By Hannah Adamson, The Daily Iowan
Throughout this summer, the University of Iowa Student Government has pushed for funding for cultural centers across campus as well as mental-health services, including adding four new counselors to the University Counseling Service.
Also part of its action on mental health, UISG is working on a peer counseling program that stems from UISG President Rachel Zuckerman’s experiences as a resident assistant in the dormitories.
“We want to emphasize productivity,” she said. “We want to do more than talk about issues. In May, when our year is over, we want students to see what we’ve done and see how we’ve improved.”
UISG officials also proposed ideas to create a more welcoming environment for international students. One initiative is a campaign against hatred on the social-media app Yik-Yak. It asks students to “down-vote” demeaning comments, specifically comments targeted against international students.
Zuckerman and other student leaders also recognized that, in years past, domestic students went through a campus tour as part of their Orientation, while international students did not have the same access.
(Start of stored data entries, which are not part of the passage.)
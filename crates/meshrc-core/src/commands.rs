//! Input classification and the slash-command table
//!
//! Every submitted line is either a chat message for the current context
//! (with an optimistic local echo) or a slash-command that resolves to a
//! control action against the device. Nothing is ever silently dropped and a
//! failed command never falls through to being sent as chat text.

use core::fmt;
use std::sync::Arc;

use crate::errors::{MeshrcError, Result};
use crate::types::{
    ContextId, Direction, Enrichment, KeyPrefix, Message, TimeSource, UnixSeconds,
};

/// Leading character that marks a line as a command
pub const COMMAND_PREFIX: char = '/';

/// Local name used when neither the device nor the config supplies one
pub const DEFAULT_IDENTITY: &str = "Me";

const LOGIN_USAGE: &str = "Usage: /login <password>";
const TRACE_USAGE: &str = "Usage: /trace <path_hex_csv>";
const SELECT_CONTACT: &str = "Select a contact first";
const SELECT_REPEATER: &str = "Select a contact/repeater first";

/// Channel secrets are 16 bytes, typed as 32 hex digits
const CHANNEL_KEY_LEN: usize = 16;

// ----------------------------------------------------------------------------
// Trace Path
// ----------------------------------------------------------------------------

/// Route for a trace request: one byte per hop, written as comma-separated hex
#[derive(Debug, Clone, PartialEq, Eq)]
pub struct TracePath(Vec<u8>);

impl TracePath {
    /// Parse `"a1,0f,3c"`. Every hop must be exactly one hex byte.
    pub fn parse(raw: &str) -> Option<Self> {
        let hops = raw
            .split(',')
            .map(|hop| match hex::decode(hop.trim()) {
                Ok(bytes) if bytes.len() == 1 => Some(bytes[0]),
                _ => None,
            })
            .collect::<Option<Vec<u8>>>()?;
        Some(Self(hops))
    }

    /// Single-hop path to a contact: the first byte of its key prefix
    pub fn from_contact(prefix: &KeyPrefix) -> Option<Self> {
        let first = prefix.as_str().get(..2)?;
        Self::parse(first)
    }

    pub fn hops(&self) -> &[u8] {
        &self.0
    }
}

impl fmt::Display for TracePath {
    fn fmt(&self, f: &mut fmt::Formatter<'_>) -> fmt::Result {
        let hops: Vec<String> = self.0.iter().map(|hop| hex::encode([*hop])).collect();
        f.write_str(&hops.join(","))
    }
}

// ----------------------------------------------------------------------------
// Channel Spec
// ----------------------------------------------------------------------------

/// Name and optional secret for a channel slot, typed as `name [key]`.
///
/// A trailing word of 32 hex digits is taken as the channel secret; any
/// other text, spaces included, is the name.
#[derive(Debug, Clone, PartialEq, Eq)]
pub struct ChannelSpec {
    pub name: String,
    pub key: Option<String>,
}

impl ChannelSpec {
    /// `None` when no name is left after the key is split off
    pub fn parse(input: &str) -> Option<Self> {
        let input = input.trim();
        let (name, key) = match input.rsplit_once(char::is_whitespace) {
            Some((name, last)) if is_channel_key(last) => {
                (name.trim_end(), Some(last.to_ascii_lowercase()))
            }
            _ => (input, None),
        };
        if name.is_empty() {
            return None;
        }
        Some(Self {
            name: name.to_string(),
            key,
        })
    }
}

fn is_channel_key(word: &str) -> bool {
    matches!(hex::decode(word), Ok(bytes) if bytes.len() == CHANNEL_KEY_LEN)
}

// ----------------------------------------------------------------------------
// Outbound Actions
// ----------------------------------------------------------------------------

/// A request the client forwards to the device gateway
#[derive(Debug, Clone, PartialEq, Eq)]
pub enum OutboundAction {
    SendChannelMessage { idx: u32, text: String },
    SendDirectMessage { contact: KeyPrefix, text: String },
    StatusRequest { contact: KeyPrefix },
    Login { contact: KeyPrefix, secret: String },
    Logout { contact: KeyPrefix },
    Trace { path: TracePath },
    /// Write a channel slot; an empty name clears it
    SetChannel { idx: u32, name: String, key: Option<String> },
}

impl OutboundAction {
    /// Command name used in notifications
    pub fn command_name(&self) -> &'static str {
        match self {
            Self::SendChannelMessage { .. } | Self::SendDirectMessage { .. } => "msg",
            Self::StatusRequest { .. } => "status",
            Self::Login { .. } => "login",
            Self::Logout { .. } => "logout",
            Self::Trace { .. } => "trace",
            Self::SetChannel { .. } => "channel",
        }
    }

    pub fn is_chat(&self) -> bool {
        matches!(
            self,
            Self::SendChannelMessage { .. } | Self::SendDirectMessage { .. }
        )
    }
}

/// Outcome of classifying one input line
#[derive(Debug, Clone, PartialEq, Eq)]
pub enum Dispatch {
    /// Chat text: append `echo` to history first, then perform `action`
    Message { action: OutboundAction, echo: Message },
    /// Slash-command: perform `action`, nothing is appended
    Control(OutboundAction),
}

// ----------------------------------------------------------------------------
// Command Dispatcher
// ----------------------------------------------------------------------------

pub struct CommandDispatcher {
    local_identity: String,
    clock: Arc<dyn TimeSource>,
}

impl fmt::Debug for CommandDispatcher {
    fn fmt(&self, f: &mut fmt::Formatter<'_>) -> fmt::Result {
        f.debug_struct("CommandDispatcher")
            .field("local_identity", &self.local_identity)
            .finish()
    }
}

impl CommandDispatcher {
    pub fn new(local_identity: impl Into<String>, clock: Arc<dyn TimeSource>) -> Self {
        Self {
            local_identity: local_identity.into(),
            clock,
        }
    }

    pub fn local_identity(&self) -> &str {
        &self.local_identity
    }

    /// Adopt the name the device advertises; blank names are ignored
    pub fn set_local_identity(&mut self, name: impl Into<String>) {
        let name = name.into();
        if !name.trim().is_empty() {
            self.local_identity = name;
        }
    }

    /// Classify one input line against the current context.
    ///
    /// Blank input yields `Ok(None)`.
    pub fn dispatch(&self, input: &str, current: Option<&ContextId>) -> Result<Option<Dispatch>> {
        let input = input.trim();
        if input.is_empty() {
            return Ok(None);
        }

        if let Some(command_line) = input.strip_prefix(COMMAND_PREFIX) {
            return self.dispatch_command(command_line, current).map(Some);
        }

        let context = current.ok_or(MeshrcError::NoActiveContext)?;
        let action = match context {
            ContextId::Channel(idx) => OutboundAction::SendChannelMessage {
                idx: *idx,
                text: input.to_string(),
            },
            ContextId::Contact(prefix) => OutboundAction::SendDirectMessage {
                contact: prefix.clone(),
                text: input.to_string(),
            },
        };
        let echo = self.local_echo(context, input, self.clock.now());
        Ok(Some(Dispatch::Message { action, echo }))
    }

    fn dispatch_command(&self, command_line: &str, current: Option<&ContextId>) -> Result<Dispatch> {
        let (name, args) = match command_line.split_once(char::is_whitespace) {
            Some((name, args)) => (name, args.trim()),
            None => (command_line, ""),
        };
        let name = name.to_lowercase();
        let contact = current.and_then(ContextId::as_contact);

        let action = match name.as_str() {
            "status" | "rs" => OutboundAction::StatusRequest {
                contact: contact
                    .ok_or_else(|| MeshrcError::precondition("status", SELECT_REPEATER))?
                    .clone(),
            },
            "login" => {
                let contact = contact
                    .ok_or_else(|| MeshrcError::precondition("login", SELECT_CONTACT))?
                    .clone();
                if args.is_empty() {
                    return Err(MeshrcError::precondition("login", LOGIN_USAGE));
                }
                OutboundAction::Login {
                    contact,
                    secret: args.to_string(),
                }
            }
            "logout" => OutboundAction::Logout {
                contact: contact
                    .ok_or_else(|| MeshrcError::precondition("logout", SELECT_CONTACT))?
                    .clone(),
            },
            "trace" => {
                let path = match (args.is_empty(), contact) {
                    (false, _) => TracePath::parse(args),
                    (true, Some(prefix)) => TracePath::from_contact(prefix),
                    (true, None) => None,
                };
                OutboundAction::Trace {
                    path: path.ok_or_else(|| MeshrcError::precondition("trace", TRACE_USAGE))?,
                }
            }
            _ => return Err(MeshrcError::UnknownCommand(name)),
        };
        Ok(Dispatch::Control(action))
    }

    fn local_echo(&self, context: &ContextId, text: &str, timestamp: UnixSeconds) -> Message {
        let (channel_idx, pubkey_prefix) = match context {
            ContextId::Channel(idx) => (Some(*idx), None),
            ContextId::Contact(prefix) => (None, Some(prefix.clone())),
        };
        Message {
            context: context.clone(),
            direction: Direction::Outbound,
            display_sender: Some(self.local_identity.clone()),
            text: text.to_string(),
            timestamp: Some(timestamp),
            kind: context.message_kind(),
            channel_idx,
            pubkey_prefix,
            enrichment: Enrichment {
                channel_name: None,
                sender_name: Some(self.local_identity.clone()),
            },
        }
    }
}

#[cfg(test)]
mod tests {
    use super::*;
    use crate::types::MessageKind;

    struct FixedClock;

    impl TimeSource for FixedClock {
        fn now(&self) -> UnixSeconds {
            4242
        }
    }

    fn dispatcher() -> CommandDispatcher {
        CommandDispatcher::new("Me", Arc::new(FixedClock))
    }

    fn contact() -> ContextId {
        ContextId::contact("a1b2c3d4e5f6")
    }

    #[test]
    fn test_plain_text_in_channel_produces_echo() {
        let dispatch = dispatcher()
            .dispatch("  hello mesh ", Some(&ContextId::Channel(0)))
            .unwrap();
        match dispatch {
            Some(Dispatch::Message { action, echo }) => {
                assert_eq!(
                    action,
                    OutboundAction::SendChannelMessage {
                        idx: 0,
                        text: "hello mesh".to_string()
                    }
                );
                assert_eq!(echo.direction, Direction::Outbound);
                assert_eq!(echo.display_sender.as_deref(), Some("Me"));
                assert_eq!(echo.timestamp, Some(4242));
                assert_eq!(echo.kind, MessageKind::Channel);
            }
            other => panic!("unexpected dispatch: {:?}", other),
        }
    }

    #[test]
    fn test_plain_text_without_context_is_rejected() {
        let err = dispatcher().dispatch("hello", None).unwrap_err();
        assert!(matches!(err, MeshrcError::NoActiveContext));
    }

    #[test]
    fn test_blank_input_is_ignored() {
        assert_eq!(dispatcher().dispatch("   ", None).unwrap(), None);
    }

    #[test]
    fn test_status_alias_and_case() {
        let d = dispatcher();
        let expected = Some(Dispatch::Control(OutboundAction::StatusRequest {
            contact: KeyPrefix::new("a1b2c3d4e5f6"),
        }));
        assert_eq!(d.dispatch("/rs", Some(&contact())).unwrap(), expected);
        assert_eq!(d.dispatch("/STATUS", Some(&contact())).unwrap(), expected);
    }

    #[test]
    fn test_contact_commands_need_contact_context() {
        let d = dispatcher();
        for line in ["/status", "/login pw", "/logout"] {
            let err = d.dispatch(line, Some(&ContextId::Channel(0))).unwrap_err();
            assert!(matches!(err, MeshrcError::CommandPrecondition { .. }), "{line}");
        }
    }

    #[test]
    fn test_login_requires_secret() {
        let err = dispatcher().dispatch("/login", Some(&contact())).unwrap_err();
        assert_eq!(err.to_string(), "Usage: /login <password>");

        let ok = dispatcher().dispatch("/login hunter2 x", Some(&contact())).unwrap();
        assert_eq!(
            ok,
            Some(Dispatch::Control(OutboundAction::Login {
                contact: KeyPrefix::new("a1b2c3d4e5f6"),
                secret: "hunter2 x".to_string()
            }))
        );
    }

    #[test]
    fn test_trace_without_context_or_path() {
        let err = dispatcher().dispatch("/trace", None).unwrap_err();
        assert_eq!(err.to_string(), "Usage: /trace <path_hex_csv>");
    }

    #[test]
    fn test_trace_defaults_to_contact_first_byte() {
        let dispatch = dispatcher().dispatch("/trace", Some(&contact())).unwrap();
        match dispatch {
            Some(Dispatch::Control(OutboundAction::Trace { path })) => {
                assert_eq!(path.hops(), &[0xa1]);
            }
            other => panic!("unexpected dispatch: {:?}", other),
        }
    }

    #[test]
    fn test_trace_explicit_path() {
        let dispatch = dispatcher()
            .dispatch("/trace a1, 0F,3c", Some(&ContextId::Channel(0)))
            .unwrap();
        match dispatch {
            Some(Dispatch::Control(OutboundAction::Trace { path })) => {
                assert_eq!(path.hops(), &[0xa1, 0x0f, 0x3c]);
                assert_eq!(path.to_string(), "a1,0f,3c");
            }
            other => panic!("unexpected dispatch: {:?}", other),
        }
    }

    #[test]
    fn test_malformed_trace_path() {
        for line in ["/trace zz", "/trace a1,,b2", "/trace a1b2"] {
            let err = dispatcher().dispatch(line, None).unwrap_err();
            assert!(matches!(err, MeshrcError::CommandPrecondition { .. }), "{line}");
        }
    }

    #[test]
    fn test_unknown_command_is_not_sent_as_text() {
        let err = dispatcher()
            .dispatch("/frobnicate now", Some(&ContextId::Channel(0)))
            .unwrap_err();
        assert_eq!(err.to_string(), "Unknown command: /frobnicate");
    }

    #[test]
    fn test_channel_spec_splits_trailing_key() {
        let key = "00112233445566778899AABBCCDDEEFF";
        assert_eq!(
            ChannelSpec::parse(&format!("  Night Ops {key} ")),
            Some(ChannelSpec {
                name: "Night Ops".to_string(),
                key: Some(key.to_ascii_lowercase()),
            })
        );
        // Short hex words are part of the name
        assert_eq!(
            ChannelSpec::parse("Ops beef").map(|spec| spec.name),
            Some("Ops beef".to_string())
        );
        assert_eq!(ChannelSpec::parse("   "), None);
        assert_eq!(ChannelSpec::parse(key).map(|spec| spec.key), Some(None));
    }

    #[test]
    fn test_local_identity_ignores_blank() {
        let mut d = dispatcher();
        d.set_local_identity("  ");
        assert_eq!(d.local_identity(), "Me");
        d.set_local_identity("Base");
        assert_eq!(d.local_identity(), "Base");
    }
}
Because of this, they said, the UI failed to both familiarize international students with the campus right away and address the challenge of language barriers. As a result, international students encountered problems upon arrival.
Zuckerman said language barriers can make international students feel extremely self-conscious and less likely to get involved on campus.
“We’ve institutionally segregated them from Day 1,” she said.
In response, UISG proposed campus tours for international students, an idea that has come to fruition.
Starting this year, international students will go through campus tours as part of their Orientation, and domestic students will volunteer as tour guides.
Another issue UISG decided to tackle is a lack of voting among students. UISG Speaker of the Senate Titus Hou said only around 20 percent of U.S. citizens between the ages or 18 and 29 vote.
“[Big Ten universities] end up accounting for half a million students,” Hou said. “It’s a very large voting bloc that needs to get organized and get engaged.”
At the most recent Association of Big Ten Students Conference, at Penn State on July 30, UISG proposed a Big Ten Voter Registration Competition that would start this fall.
The goal is to register as many student voters in Big Ten universities as possible by staffing tables throughout various locations on campuses such as resident halls and fraternities and sororities.
UISG Vice President Lauren Freeman said it is crucial that more students get engaged in the upcoming presidential election, and UISG can help facilitate that.
“It’s a two-step process; first registering them to vote but also explaining and encouraging them to vote,” Freeman said.
The idea behind the competition is to rally several different political organizations on campus in order to plan when and where each group will staff tables. That way, each political organization that wants to be a part of the process can have its voice heard and encourage more students to consider the separate platforms.
During the competition, Zuckerman said she hopes students will see the ballot box as an effective way to bring about change.
“Until we have young people voting in a way that they become an electoral force, it’s hard for us to make a significant impact on legislative issues,” she said.
The recent UISG initiatives and ones to come in the early fall are only a part of what Zuckerman and Freeman say UISG will strive to accomplish this year.
“It’s a slow-moving machine, but we know the conversations we’re having will benefit future students,” Zuckerman said.